Cyclic AMP induces inhibition of cyclin A expression and growth arrest in human hepatoma cells.

Classical cytotoxic therapy has been minimally useful in the treatment of hepatocellular carcinoma. In an effort to develop a new approach to the treatment of this neoplasm, we have investigated the signal transduction pathways regulating the growth of human hepatoma cells. In the data reported here, cyclic AMP (cAMP), a negative growth regulator for many cells of epithelial origin, induced G1 synchronization and apoptosis in the HepG2 human hepatoma cell line. The effects of cAMP on the components of the G1/S transition were analyzed.

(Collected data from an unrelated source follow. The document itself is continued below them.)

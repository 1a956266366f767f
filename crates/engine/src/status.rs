//! Status snapshots returned by stacks, databases and the Pila
//!
//! These are plain data: building one never touches UpdatedAt or ReadAt.
//! Field names are the JSON keys of the piladb API.

use std::collections::BTreeMap;

use piladb_core::timestamp::{self, Timestamp};
use piladb_core::Value;
use serde::{Deserialize, Serialize};

/// Status of one stack.
#[derive(Debug, Clone, PartialEq, Serialize, Deserialize)]
pub struct StackStatus {
    /// Stack identity
    pub id: String,
    /// Stack name
    pub name: String,
    /// Top element, `null` when empty
    pub peek: Option<Value>,
    /// Number of elements
    pub size: usize,
    /// Whether mutations are forbidden
    pub blocked: bool,
    /// Creation date
    #[serde(serialize_with = "timestamp::serialize")]
    pub created_at: Timestamp,
    /// Last recorded write
    #[serde(serialize_with = "timestamp::serialize")]
    pub updated_at: Timestamp,
    /// Last recorded read
    #[serde(serialize_with = "timestamp::serialize")]
    pub read_at: Timestamp,
}

/// Status of a list of stacks.
#[derive(Debug, Clone, PartialEq, Default, Serialize, Deserialize)]
pub struct StacksStatus {
    /// Stack statuses
    pub stacks: Vec<StackStatus>,
}

impl StacksStatus {
    /// Order the list by stack name.
    pub fn sort_by_name(&mut self) {
        self.stacks.sort_by(|a, b| a.name.cmp(&b.name));
    }

    /// Number of stacks listed.
    pub fn len(&self) -> usize {
        self.stacks.len()
    }

    /// Whether no stack is listed.
    pub fn is_empty(&self) -> bool {
        self.stacks.is_empty()
    }
}

/// Stack name to top element.
#[derive(Debug, Clone, PartialEq, Default, Serialize, Deserialize)]
pub struct StacksKv {
    /// `name -> peek`, `null` for empty stacks
    pub stacks: BTreeMap<String, Option<Value>>,
}

/// Status of a database.
#[derive(Debug, Clone, PartialEq, Eq, Serialize, Deserialize)]
pub struct DatabaseStatus {
    /// Database identity
    pub id: String,
    /// Database name
    pub name: String,
    /// Number of stacks
    pub number_of_stacks: usize,
    /// Sorted stack identities
    pub stacks: Vec<String>,
}

/// Status of the whole registry.
#[derive(Debug, Clone, PartialEq, Eq, Default, Serialize, Deserialize)]
pub struct PilaStatus {
    /// Number of databases
    pub number_of_databases: usize,
    /// Database statuses
    pub databases: Vec<DatabaseStatus>,
}

#[cfg(test)]
mod tests {
    use super::*;
    use chrono::{TimeZone, Utc};
    use serde_json::json;

    fn stack_status(name: &str, peek: Option<Value>) -> StackStatus {
        let at = Utc.with_ymd_and_hms(2017, 4, 30, 17, 1, 47).unwrap();
        StackStatus {
            id: "e5b8c45d-bf31-5d7d-bbb3-d5389255a3cc".to_string(),
            name: name.to_string(),
            peek,
            size: 1,
            blocked: false,
            created_at: at,
            updated_at: at,
            read_at: at,
        }
    }

    #[test]
    fn stack_status_json_shape() {
        let status = stack_status("stack", Some(Value::from("foo")));
        let json = serde_json::to_value(&status).unwrap();
        assert_eq!(
            json,
            json!({
                "id": "e5b8c45d-bf31-5d7d-bbb3-d5389255a3cc",
                "name": "stack",
                "peek": "foo",
                "size": 1,
                "blocked": false,
                "created_at": "2017-04-30T17:01:47+00:00",
                "updated_at": "2017-04-30T17:01:47+00:00",
                "read_at": "2017-04-30T17:01:47+00:00",
            })
        );
    }

    #[test]
    fn stack_status_empty_peek_is_null() {
        let json = serde_json::to_value(stack_status("s", None)).unwrap();
        assert_eq!(json["peek"], serde_json::Value::Null);
    }

    #[test]
    fn stack_status_round_trips() {
        let status = stack_status("s", Some(Value::Int(3)));
        let text = serde_json::to_string(&status).unwrap();
        let back: StackStatus = serde_json::from_str(&text).unwrap();
        assert_eq!(back, status);
    }

    #[test]
    fn stacks_status_sorts_by_name() {
        let mut status = StacksStatus {
            stacks: vec![stack_status("c", None), stack_status("a", None), stack_status("b", None)],
        };
        status.sort_by_name();
        let names: Vec<_> = status.stacks.iter().map(|s| s.name.as_str()).collect();
        assert_eq!(names, vec!["a", "b", "c"]);
        assert_eq!(status.len(), 3);
    }

    #[test]
    fn stacks_kv_json_shape() {
        let mut kv = StacksKv::default();
        kv.stacks.insert("foo".to_string(), Some(Value::Int(8)));
        kv.stacks.insert("bar".to_string(), None);
        assert_eq!(
            serde_json::to_value(&kv).unwrap(),
            json!({"stacks": {"bar": null, "foo": 8}})
        );
    }

    #[test]
    fn pila_status_json_shape() {
        let status = PilaStatus {
            number_of_databases: 1,
            databases: vec![DatabaseStatus {
                id: "e9423e94-11d0-59db-8c2d-c5aa1892d35a".to_string(),
                name: "db".to_string(),
                number_of_stacks: 0,
                stacks: vec![],
            }],
        };
        assert_eq!(
            serde_json::to_value(&status).unwrap(),
            json!({
                "number_of_databases": 1,
                "databases": [{
                    "id": "e9423e94-11d0-59db-8c2d-c5aa1892d35a",
                    "name": "db",
                    "number_of_stacks": 0,
                    "stacks": [],
                }],
            })
        );
    }
}
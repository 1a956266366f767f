//! Runtime configuration command handlers.

use piladb_core::Value;
use piladb_engine::Config;

use crate::bridge::validate_name;
use crate::convert::convert_result;
use crate::{Error, Output, Result};

/// Handle ConfigList command.
pub fn config_list(config: &Config) -> Result<Output> {
    Ok(Output::StacksKv(config.list()))
}

/// Handle ConfigGet command.
pub fn config_get(config: &Config, key: String) -> Result<Output> {
    match config.get(&key) {
        Some(value) => Ok(Output::Element(Some(value))),
        None => Err(Error::ConfigKeyNotSet { key }),
    }
}

/// Handle ConfigSet command.
pub fn config_set(config: &Config, key: String, value: Value) -> Result<Output> {
    validate_name("config key", &key)?;
    convert_result(config.set(&key, value.clone()))?;
    Ok(Output::Element(Some(value)))
}
//! # piladb Executor
//!
//! Transport-agnostic command layer over the piladb engine.
//!
//! It provides:
//! - [`Command`]/[`Output`] - Serializable request and response types
//! - [`Executor`] - Dispatches commands against a Pila and its `_config` store
//! - [`Error`]/[`ErrorKind`] - Failures classified for transports
//!
//! ## Quick Start
//!
//! ```text
//! use piladb_executor::{Command, Executor, Output, Value};
//!
//! let executor = Executor::default();
//! executor.execute(Command::CreateDatabase { name: "db".into() })?;
//! executor.execute(Command::CreateStack { database: "db".into(), name: "s".into() })?;
//! executor.execute(Command::Push {
//!     database: "db".into(),
//!     stack: "s".into(),
//!     element: Value::from("foo"),
//! })?;
//! ```
//!
//! ## Addressing
//!
//! Databases and stacks are named by their identity or by their name. A
//! stack name is looked up within the named database.

#![warn(missing_docs)]

pub(crate) mod bridge;
mod command;
mod convert;
mod error;
mod executor;
mod output;

// Handler modules
mod handlers;

// Test modules
#[cfg(test)]
mod tests;

// =============================================================================
// Public API - Everything users need is re-exported here
// =============================================================================

pub use command::Command;
pub use convert::decode_element;
pub use error::{Error, ErrorKind};
pub use executor::Executor;
pub use output::Output;

pub use piladb_core::Value;

/// Result type for executor operations
pub type Result<T> = std::result::Result<T, Error>;
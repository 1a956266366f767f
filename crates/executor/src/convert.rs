//! Error conversion from engine error types.
//!
//! This module provides conversions from [`PilaError`] and [`DecodeError`]
//! to the executor's [`Error`] type, plus the element payload decoder used
//! at the request boundary.

use piladb_core::{DecodeError, Element, PilaError, Value};

use crate::{Error, Result};

/// Convert a PilaError to an executor Error.
impl From<PilaError> for Error {
    fn from(err: PilaError) -> Self {
        match err {
            PilaError::StackEmpty => Error::StackEmpty,
            PilaError::StackBlocked => Error::StackBlocked,
            PilaError::CapacityExceeded { max } => Error::CapacityExceeded { max },
            PilaError::NotFound { entity: "database", id } => Error::DatabaseNotFound { database: id },
            PilaError::NotFound { id, .. } => Error::StackNotFound { stack: id },
            PilaError::IdentityCollision { entity, name } => Error::AlreadyExists {
                entity: entity.to_string(),
                name,
            },
            PilaError::AlreadyOwned {
                entity,
                name,
                owner,
            } => Error::AlreadyOwned {
                entity: entity.to_string(),
                name,
                owner,
            },
            PilaError::Decode(e) => e.into(),
            PilaError::Config(reason) => Error::InvalidInput { reason },
        }
    }
}

impl From<DecodeError> for Error {
    fn from(err: DecodeError) -> Self {
        Error::InvalidElement {
            reason: err.to_string(),
        }
    }
}

/// Convert an engine result into an executor result.
pub(crate) fn convert_result<T>(r: piladb_core::PilaResult<T>) -> Result<T> {
    r.map_err(Error::from)
}

/// Decode an `{"element": ...}` request body into its value.
///
/// `None` stands for an absent body and is reported distinctly from an
/// empty or malformed one.
pub fn decode_element(payload: Option<&[u8]>) -> Result<Value> {
    Ok(Element::decode(payload)?.into_value())
}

There was no detectable effect of two different cAMP analogs, 8-bromo cAMP or dibutyryl cAMP on the level of the D-type cyclins, cyclin E, cyclin-dependent kinase 2, cyclin-dependent kinase 4, p53, or the cyclin-dependent kinase inhibitors p21 or p27. In contrast, the cAMP analogs induced a dramatic downregulation of cyclin A protein, cyclin A messenger RNA, and cyclin A-dependent kinase activity. Cyclin A-dependent kinase has been shown to be required for the G1-S transition. Furthermore, cyclin A deregulation has been implicated in the pathogenesis of hepatocellular carcinoma. The data reported here suggest a novel signal transduction-based approach to hepatoma therapy.